Morgan Reed, president of ACT-The App Association, said he grew up in Alaska, where “no one had any clue what we were doing. No one had any idea of the social drama that we enacted.”

And is that ever different, he added.

“In the Seventies, parents had no idea. Parents are more aware now,” Reed said. Then, he noted, “the drama had a limit,” but now it can be spread as worldwide as the World Wide Web. Even so, Reed added, “the adopting of mobile technology is the fastest adaptation in history,” faster even than fire. “We now have 7 billion people with access to the world’s information at their fingertips. … Everybody’s got a smartphone in front of them, Americans are never more than 3 feet from their device.”

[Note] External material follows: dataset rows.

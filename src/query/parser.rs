//! Filter Parser
//!
//! Parses filter query strings into an untyped `Expr`.
//!
//! # Supported Syntax
//!
//! ```text
//! query   := clause (AND clause)*
//! clause  := FIELD OP LITERAL
//! OP      := '=' | '<' | '>' | contains | startswith
//! LITERAL := 'text' | number | true | false | -<N><m|h|d|w>
//! ```
//!
//! Keywords are case-insensitive. Tokens are recognized with nom; the
//! clause loop is driven by hand so every rejection carries a position and
//! a message that names what went wrong.

use nom::{
    branch::alt,
    bytes::complete::{tag_no_case, take_while, take_while1},
    character::complete::{char, digit1, multispace0, one_of, satisfy},
    combinator::{map_res, not, opt, recognize, value},
    sequence::{delimited, pair, terminated, tuple},
    IResult,
};

use crate::query::ast::{Comparison, Expr, Literal, Operator};
use crate::query::error::{FilterError, FilterResult};

/// Parse a filter string into an expression
///
/// Blank input parses to `Expr::True`.
pub fn parse_filter(input: &str) -> FilterResult<Expr> {
    let mut scanner = Scanner::new(input);
    scanner.skip_whitespace();

    let mut expr = Expr::True;
    while !scanner.at_end() {
        if !matches!(expr, Expr::True) {
            scanner.conjunction()?;
        }
        let clause = scanner.clause()?;
        expr = expr.and(Expr::Comparison(clause));
        scanner.skip_whitespace();
    }

    Ok(expr)
}

/// Position-tracking wrapper over the remaining input
struct Scanner<'a> {
    source: &'a str,
    rest: &'a str,
}

impl<'a> Scanner<'a> {
    fn new(source: &'a str) -> Self {
        Self { source, rest: source }
    }

    fn position(&self) -> usize {
        self.source.len() - self.rest.len()
    }

    fn at_end(&self) -> bool {
        self.rest.is_empty()
    }

    fn skip_whitespace(&mut self) {
        if let Ok((rest, _)) = multispace0::<&str, nom::error::Error<&str>>(self.rest) {
            self.rest = rest;
        }
    }

    /// Run a token parser, advancing only on success
    fn token<T>(&mut self, mut parser: impl FnMut(&'a str) -> IResult<&'a str, T>) -> Option<T> {
        match parser(self.rest) {
            Ok((rest, out)) => {
                self.rest = rest;
                Some(out)
            }
            Err(_) => None,
        }
    }

    fn clause(&mut self) -> FilterResult<Comparison> {
        let position = self.position();

        let field = self
            .token(parse_identifier)
            .ok_or_else(|| FilterError::syntax(position, "expected a field name"))?;
        self.skip_whitespace();

        let op = self.operator()?;
        self.skip_whitespace();

        let literal = self.literal()?;

        Ok(Comparison {
            field: field.to_string(),
            op,
            literal,
            position,
        })
    }

    fn operator(&mut self) -> FilterResult<Operator> {
        let position = self.position();

        if let Some(symbol) = self.token(parse_symbol) {
            return match symbol {
                "=" => Ok(Operator::Eq),
                "<" => Ok(Operator::Lt),
                ">" => Ok(Operator::Gt),
                other => Err(FilterError::UnsupportedOperator {
                    operator: other.to_string(),
                    position,
                }),
            };
        }

        if let Some(word) = self.token(parse_word) {
            return match word.to_ascii_lowercase().as_str() {
                "contains" => Ok(Operator::Contains),
                "startswith" => Ok(Operator::StartsWith),
                _ => Err(FilterError::UnsupportedOperator {
                    operator: word.to_string(),
                    position,
                }),
            };
        }

        Err(FilterError::syntax(
            position,
            "expected an operator (=, <, >, contains, startswith)",
        ))
    }

    fn literal(&mut self) -> FilterResult<Literal> {
        let position = self.position();

        if self.rest.starts_with('"') {
            return Err(FilterError::DoubleQuoted { position });
        }

        if self.rest.starts_with('\'') {
            return self
                .token(parse_quoted)
                .map(|s| Literal::String(s.to_string()))
                .ok_or_else(|| FilterError::syntax(position, "unterminated string literal"));
        }

        if let Some(text) = self.token(parse_relative) {
            let offset_ms = crate::time::relative_offset(text)
                .ok()
                .flatten()
                .ok_or_else(|| FilterError::syntax(position, format!("relative time '{}' is out of range", text)))?;
            return Ok(Literal::Relative {
                offset_ms,
                text: text.to_string(),
            });
        }

        if let Some(n) = self.token(parse_number) {
            return Ok(Literal::Number(n));
        }

        if let Some(b) = self.token(parse_bool) {
            return Ok(Literal::Bool(b));
        }

        match self.token(parse_word) {
            Some(word) => Err(FilterError::syntax(
                position,
                format!(
                    "unquoted value '{}'; text values must be enclosed in single quotes",
                    word
                ),
            )),
            None if self.at_end() => Err(FilterError::syntax(position, "expected a value")),
            None => Err(FilterError::syntax(position, "unexpected character")),
        }
    }

    fn conjunction(&mut self) -> FilterResult<()> {
        let position = self.position();

        match self.token(parse_word) {
            Some(word) if word.eq_ignore_ascii_case("and") => {
                self.skip_whitespace();
                if self.at_end() {
                    return Err(FilterError::syntax(self.position(), "expected a clause after 'and'"));
                }
                Ok(())
            }
            Some(word) if word.eq_ignore_ascii_case("or") || word.eq_ignore_ascii_case("not") => {
                Err(FilterError::syntax(
                    position,
                    format!("'{}' is not supported; clauses can only be joined with 'and'", word),
                ))
            }
            _ => Err(FilterError::syntax(position, "expected 'and' between clauses")),
        }
    }
}

fn is_word_char(c: char) -> bool {
    c.is_alphanumeric() || c == '_'
}

/// Assert that a token is not immediately followed by a word character
fn word_boundary(input: &str) -> IResult<&str, ()> {
    not(satisfy(is_word_char))(input)
}

/// Parse field name (letters, digits, `_`, `.`; must not start with a digit)
fn parse_identifier(input: &str) -> IResult<&str, &str> {
    recognize(pair(
        take_while1(|c: char| c.is_alphabetic() || c == '_'),
        take_while(|c: char| c.is_alphanumeric() || c == '_' || c == '.'),
    ))(input)
}

/// Parse a run of operator symbols
fn parse_symbol(input: &str) -> IResult<&str, &str> {
    take_while1(|c: char| matches!(c, '=' | '!' | '<' | '>' | '~' | '^' | '*' | '|' | '&'))(input)
}

/// Parse a bare word
fn parse_word(input: &str) -> IResult<&str, &str> {
    take_while1(is_word_char)(input)
}

/// Parse single-quoted text
fn parse_quoted(input: &str) -> IResult<&str, &str> {
    delimited(char('\''), take_while(|c| c != '\''), char('\''))(input)
}

/// Parse relative time like "-1d"
fn parse_relative(input: &str) -> IResult<&str, &str> {
    terminated(
        recognize(tuple((char('-'), digit1, one_of("mhdw")))),
        word_boundary,
    )(input)
}

/// Parse floating point number
fn parse_number(input: &str) -> IResult<&str, f64> {
    map_res(
        terminated(
            recognize(tuple((
                opt(char('-')),
                digit1,
                opt(pair(char('.'), digit1)),
            ))),
            word_boundary,
        ),
        |s: &str| s.parse::<f64>(),
    )(input)
}

/// Parse boolean keyword
fn parse_bool(input: &str) -> IResult<&str, bool> {
    terminated(
        alt((
            value(true, tag_no_case("true")),
            value(false, tag_no_case("false")),
        )),
        word_boundary,
    )(input)
}

#[cfg(test)]
mod tests {
    use super::*;

    fn clauses(input: &str) -> Vec<Comparison> {
        parse_filter(input)
            .unwrap()
            .comparisons()
            .into_iter()
            .cloned()
            .collect()
    }

    #[test]
    fn test_parse_empty() {
        assert_eq!(parse_filter("").unwrap(), Expr::True);
        assert_eq!(parse_filter("   ").unwrap(), Expr::True);
    }

    #[test]
    fn test_parse_simple_equality() {
        let c = clauses("connection_status='connected'");
        assert_eq!(c.len(), 1);
        assert_eq!(c[0].field, "connection_status");
        assert_eq!(c[0].op, Operator::Eq);
        assert_eq!(c[0].literal, Literal::String("connected".into()));
    }

    #[test]
    fn test_parse_conjunction() {
        let c = clauses("connection_status='connected' and signal_percent>50");
        assert_eq!(c.len(), 2);
        assert_eq!(c[1].field, "signal_percent");
        assert_eq!(c[1].op, Operator::Gt);
        assert_eq!(c[1].literal, Literal::Number(50.0));
    }

    #[test]
    fn test_parse_case_insensitive_keywords() {
        let c = clauses("name CONTAINS 'Test' AND type StartsWith 'EX' aNd production=TRUE");
        assert_eq!(c[0].op, Operator::Contains);
        assert_eq!(c[0].literal, Literal::String("Test".into()));
        assert_eq!(c[1].op, Operator::StartsWith);
        assert_eq!(c[2].literal, Literal::Bool(true));
    }

    #[test]
    fn test_parse_whitespace_around_operator() {
        let c = clauses("  signal_percent  <  -12.5  ");
        assert_eq!(c[0].op, Operator::Lt);
        assert_eq!(c[0].literal, Literal::Number(-12.5));
    }

    #[test]
    fn test_parse_relative_literal() {
        let c = clauses("job_submit_time>-1d");
        assert_eq!(
            c[0].literal,
            Literal::Relative {
                offset_ms: -86_400_000,
                text: "-1d".into()
            }
        );
    }

    #[test]
    fn test_double_quotes_rejected() {
        let err = parse_filter("type=\"EX50\"").unwrap_err();
        assert!(matches!(err, FilterError::DoubleQuoted { position: 5 }));
        assert!(err.to_string().contains("single quote"));
    }

    #[test]
    fn test_unsupported_operators_rejected() {
        for query in [
            "signal_percent>=50",
            "signal_percent<=50",
            "name!='x'",
            "name=='x'",
            "name<>'x'",
            "type equals 'EX50'",
            "name like 'x'",
        ] {
            let err = parse_filter(query).unwrap_err();
            assert!(
                matches!(err, FilterError::UnsupportedOperator { .. }),
                "{query}: {err:?}"
            );
            assert!(err.to_string().contains("operator"), "{query}");
        }
    }

    #[test]
    fn test_bad_query_syntax_rejected() {
        assert!(parse_filter("bad query syntax").is_err());
    }

    #[test]
    fn test_unquoted_word_rejected() {
        let err = parse_filter("connection_status=connected").unwrap_err();
        assert!(matches!(err, FilterError::Syntax { position: 18, .. }));
    }

    #[test]
    fn test_unterminated_quote_rejected() {
        let err = parse_filter("name='abc").unwrap_err();
        assert!(err.to_string().contains("unterminated"));
    }

    #[test]
    fn test_missing_conjunction_rejected() {
        let err = parse_filter("a=1 b=2").unwrap_err();
        assert!(err.to_string().contains("'and'"));
    }

    #[test]
    fn test_or_rejected() {
        let err = parse_filter("a=1 or b=2").unwrap_err();
        assert!(err.to_string().contains("'or'"));
    }

    #[test]
    fn test_trailing_and_rejected() {
        assert!(parse_filter("a=1 and ").is_err());
    }

    #[test]
    fn test_missing_value_rejected() {
        let err = parse_filter("a=").unwrap_err();
        assert!(err.to_string().contains("expected a value"));
    }

    #[test]
    fn test_quoted_text_keeps_case_and_spaces() {
        let c = clauses("name='My Device 01'");
        assert_eq!(c[0].literal, Literal::String("My Device 01".into()));
    }
}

That kind of ubiquity poses its own challenges.

Online, “there has been a huge growth in the advertising market for children,” Kopp said, asserting growth rates of “25 percent year after year.” Answering a question posed by Reed as to whether COPPA was about privacy or about advertising, Kopp responded, ” You cannot separate privacy and data from advertising.”

“The things that have changed dramatically since 2012,” when COPPA was fortified to meet some of the problems posed in the digital age, are “business practices and consumer expectations,” Kloek said. Consumers, she added, are better at communicating their expectations with companies and are more adept at both supporting good corporate behavior and shunning bad behavior.

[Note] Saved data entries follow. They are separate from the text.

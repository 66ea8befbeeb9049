//! CSV rendering of projected records

use crate::export::{ExportError, ExportResult};
use crate::model::{FieldSchema, Record};
use crate::query::{FilterError, FilterResult};

/// Renders records as CSV with a fixed column list
///
/// Fields containing the delimiter, a quote or a newline are quoted and
/// embedded quotes doubled. Lines end with `\n`.
#[derive(Debug, Clone, PartialEq, Eq)]
pub struct ExportFormatter {
    columns: Vec<String>,
}

impl ExportFormatter {
    /// Build a formatter for a comma-separated field list
    ///
    /// A missing or blank list selects the schema's default columns.
    pub fn new(schema: &FieldSchema, fields: Option<&str>) -> FilterResult<Self> {
        let requested: Vec<&str> = fields
            .unwrap_or("")
            .split(',')
            .map(str::trim)
            .filter(|f| !f.is_empty())
            .collect();

        if requested.is_empty() {
            return Ok(Self::with_columns(schema.default_columns()));
        }

        for field in &requested {
            if schema.field(field).is_none() {
                return Err(FilterError::UnknownField {
                    field: field.to_string(),
                    resource: schema.resource().to_string(),
                });
            }
        }

        Ok(Self::with_columns(requested))
    }

    /// Build a formatter with explicit columns, without schema checks
    pub fn with_columns<S: AsRef<str>>(columns: impl IntoIterator<Item = S>) -> Self {
        Self {
            columns: columns.into_iter().map(|c| c.as_ref().to_string()).collect(),
        }
    }

    /// Column names in output order
    pub fn columns(&self) -> &[String] {
        &self.columns
    }

    /// Header line
    pub fn header(&self) -> ExportResult<String> {
        write_line(self.columns.as_slice())
    }

    /// One data line
    pub fn row(&self, record: &Record) -> ExportResult<String> {
        let cells: Vec<String> = self
            .columns
            .iter()
            .map(|column| record.value(column).to_text())
            .collect();
        write_line(cells.as_slice())
    }

    /// Header plus every record
    pub fn format(&self, records: &[Record]) -> ExportResult<String> {
        let mut out = self.header()?;
        for record in records {
            out.push_str(&self.row(record)?);
        }
        Ok(out)
    }
}

fn write_line<S: AsRef<[u8]>>(cells: &[S]) -> ExportResult<String> {
    let mut writer = csv::WriterBuilder::new()
        .terminator(csv::Terminator::Any(b'\n'))
        .from_writer(Vec::new());

    writer.write_record(cells)?;

    let bytes = writer
        .into_inner()
        .map_err(|e| ExportError::Write(e.to_string()))?;
    String::from_utf8(bytes).map_err(|e| ExportError::Write(e.to_string()))
}

#[cfg(test)]
mod tests {
    use super::*;
    use crate::model::FieldDef;

    fn schema() -> FieldSchema {
        FieldSchema::builder("devices", "id")
            .field(FieldDef::string("id"))
            .field(FieldDef::string("name"))
            .field(FieldDef::enumeration("connection_status", &["connected", "disconnected"]))
            .field(FieldDef::timestamp("last_connect"))
            .field(FieldDef::string("notes").hidden())
            .build()
    }

    #[test]
    fn test_header_echoes_requested_fields() {
        let formatter = ExportFormatter::new(&schema(), Some("id,name,connection_status")).unwrap();
        assert_eq!(formatter.header().unwrap(), "id,name,connection_status\n");

        let formatter = ExportFormatter::new(&schema(), Some(" name , id ")).unwrap();
        assert_eq!(formatter.header().unwrap(), "name,id\n");
    }

    #[test]
    fn test_default_columns() {
        let formatter = ExportFormatter::new(&schema(), None).unwrap();
        assert_eq!(formatter.columns(), &["id", "name", "connection_status", "last_connect"]);
        assert_eq!(ExportFormatter::new(&schema(), Some("")).unwrap(), formatter);
    }

    #[test]
    fn test_unknown_field_rejected() {
        let err = ExportFormatter::new(&schema(), Some("id,colour")).unwrap_err();
        assert!(matches!(err, FilterError::UnknownField { ref field, .. } if field == "colour"));
    }

    #[test]
    fn test_quoting() {
        let formatter = ExportFormatter::new(&schema(), Some("id,name")).unwrap();

        let row = formatter
            .row(&Record::new().with("id", "a,b").with("name", "say \"hi\""))
            .unwrap();
        assert_eq!(row, "\"a,b\",\"say \"\"hi\"\"\"\n");

        let row = formatter
            .row(&Record::new().with("id", "x").with("name", "line1\nline2"))
            .unwrap();
        assert_eq!(row, "x,\"line1\nline2\"\n");
    }

    #[test]
    fn test_format_values() {
        let formatter = ExportFormatter::new(&schema(), Some("id,last_connect,name")).unwrap();
        let records = vec![
            Record::new().with("id", "d1").with_timestamp("last_connect", 1705329342123).with("name", "gw"),
            Record::new().with("id", "d2"),
        ];

        assert_eq!(
            formatter.format(&records).unwrap(),
            "id,last_connect,name\nd1,2024-01-15T14:35:42.123Z,gw\nd2,,\n"
        );
    }
}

Reed warned that children were apt to get “lamer apps” if privacy protections grow too stringent. He said the firms who try to abide by the letter of the law suffer because parents don’t want to take the time to go through privacy-protection rules and have to make choices online, calling anything that interrupts the user’s intended experience on a site “friction.” As a result, parents and their kids will gravitate toward “the sugary-snack app,” which ignores data-collection and privacy rules.

While the Federal Trade Commission has fined 24 companies for ignoring or violating COPPA rules on misusing data, Reed said he thought that number is too small to deter the sugary-snack app makers.

But David Vladeck, a Georgetown Law School professor who moderated a separate panel during the conference, recalled “the headlines when the FTC got a $3 million fine against Disney” — and it wasn’t even Disney’s fault, but the fault of a company that was being investigated before Disney bought it. “That case saved 100 other cases,” Vladeck said.